After answering a lot of questions, getting an IV, and having visits from my OB and anesthesiologist, I was walked down to the operating room (not wheeled!) and got the the spinal block.  The anesthesiologist added a longer-lasting pain med as well called duramorph (sp?) which lasted for about 24 hours and eliminated the need for IV pain relief after the surgery.  From the time I walked into the OR until I had Leo in my arms was less than 20 minutes.

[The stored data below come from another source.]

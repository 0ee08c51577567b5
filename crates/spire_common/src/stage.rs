//! Programmable pipeline stages and their file-extension conventions.

use serde::{Deserialize, Serialize};
use std::fmt;

/// A programmable pipeline stage a shader entry point is compiled for.
///
/// Each stage has a short file-extension marker (`vert`, `frag`, ...) used both
/// to recognize per-stage GLSL sources and to qualify artifact file names.
#[derive(Clone, Copy, Debug, PartialEq, Eq, Hash, PartialOrd, Ord, Serialize, Deserialize)]
#[serde(rename_all = "snake_case")]
pub enum ShaderStage {
    /// Vertex shader.
    Vertex,
    /// Fragment (pixel) shader.
    Fragment,
    /// Compute shader.
    Compute,
    /// Geometry shader.
    Geometry,
    /// Tessellation control (hull) shader.
    TessControl,
    /// Tessellation evaluation (domain) shader.
    TessEvaluation,
    /// Mesh shader.
    Mesh,
    /// Task (amplification) shader.
    Task,
    /// Ray generation shader.
    RayGen,
    /// Ray intersection shader.
    Intersection,
    /// Any-hit shader.
    AnyHit,
    /// Closest-hit shader.
    ClosestHit,
    /// Miss shader.
    Miss,
    /// Callable shader.
    Callable,
}

impl ShaderStage {
    /// Every stage, in declaration order.
    pub const ALL: [ShaderStage; 14] = [
        ShaderStage::Vertex,
        ShaderStage::Fragment,
        ShaderStage::Compute,
        ShaderStage::Geometry,
        ShaderStage::TessControl,
        ShaderStage::TessEvaluation,
        ShaderStage::Mesh,
        ShaderStage::Task,
        ShaderStage::RayGen,
        ShaderStage::Intersection,
        ShaderStage::AnyHit,
        ShaderStage::ClosestHit,
        ShaderStage::Miss,
        ShaderStage::Callable,
    ];

    /// Returns the stage whose file-extension marker is `ext`, if any.
    pub fn from_extension(ext: &str) -> Option<Self> {
        Self::ALL.into_iter().find(|stage| stage.extension() == ext)
    }

    /// The file-extension marker for this stage (`vert`, `frag`, ...).
    ///
    /// These match the extensions `glslangValidator` uses to infer a stage.
    pub fn extension(self) -> &'static str {
        match self {
            ShaderStage::Vertex => "vert",
            ShaderStage::Fragment => "frag",
            ShaderStage::Compute => "comp",
            ShaderStage::Geometry => "geom",
            ShaderStage::TessControl => "tesc",
            ShaderStage::TessEvaluation => "tese",
            ShaderStage::Mesh => "mesh",
            ShaderStage::Task => "task",
            ShaderStage::RayGen => "rgen",
            ShaderStage::Intersection => "rint",
            ShaderStage::AnyHit => "rahit",
            ShaderStage::ClosestHit => "rchit",
            ShaderStage::Miss => "rmiss",
            ShaderStage::Callable => "rcall",
        }
    }

    /// The stage name accepted by `slangc -stage`.
    pub fn slang_name(self) -> &'static str {
        match self {
            ShaderStage::Vertex => "vertex",
            ShaderStage::Fragment => "fragment",
            ShaderStage::Compute => "compute",
            ShaderStage::Geometry => "geometry",
            ShaderStage::TessControl => "hull",
            ShaderStage::TessEvaluation => "domain",
            ShaderStage::Mesh => "mesh",
            ShaderStage::Task => "amplification",
            ShaderStage::RayGen => "raygeneration",
            ShaderStage::Intersection => "intersection",
            ShaderStage::AnyHit => "anyhit",
            ShaderStage::ClosestHit => "closesthit",
            ShaderStage::Miss => "miss",
            ShaderStage::Callable => "callable",
        }
    }
}

impl fmt::Display for ShaderStage {
    fn fmt(&self, f: &mut fmt::Formatter<'_>) -> fmt::Result {
        f.write_str(self.extension())
    }
}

As comfortable as I felt with the idea of the C, and as excited as I was for Leo to arrive, I had about a dozen episodes of anxiety through all this that felt like I huge pressure and tightening of my chest.  I talked to the docs about it, and since they were constantly measuring my vitals, they knew that it wasn't actually physiological.  The episodes were scary to me, and I worried that they were an indicator of panic attacks to come, but I had the last of them during the surgery and have been fine since.

The best part about my experience this time around compared to last time, was that I was able to hold Leo right away.  As soon as he was cleaned up, I got to hold him skin-to-skin.  Before they even weighed him!  We left the OR with him on my chest and I was able to cuddle with him and nurse him right away.  I kept him with me for over an hour before JMT went with him to the nursery for a bath and to get checked out.  What a treat compared to the isolation I felt when Emma was born and I was relegated to a solitary recovery room with a bored nurse and no one else.

The next best part about this experience was having our families around.  JMT's folks were there for moral support before and after the surgery.  It was a huge relief to JMT, I think, to know there was someone there for him in case something went wrong.  It was great to have his folks hang out with me in recovery while he and Leo were in the nursery.  And it was wonderful to have both sets of our parents around to visit with us, bring food to the hospital, and shuttle Emma around.



My recovery this time around was better too.  I was up and walking around sooner, and braver about what I could and could not do sooner than last time.  It was a little rough at the 24 hour mark when the duramorph ran out, but once I got on a good schedule with my pain meds, I did fine while I was at the hospital.  And with only a few exceptions, I was fairly independent and mobile once I got home as well.

This maternity leave has been so different than my time at home with Emma.  For one, I'm more confident and settled in my routines and approaches to a variety of baby issues.  And also, I'm so much more busy!  Even though Emma spends her weekdays at daycare, it is still a lot of work managing the lives of two kids under 18 months old!  I've spent many hours nursing Leo and thinking about what I should write about this experience, but then I never get a chance to because who has time to write when you have two crazy babies?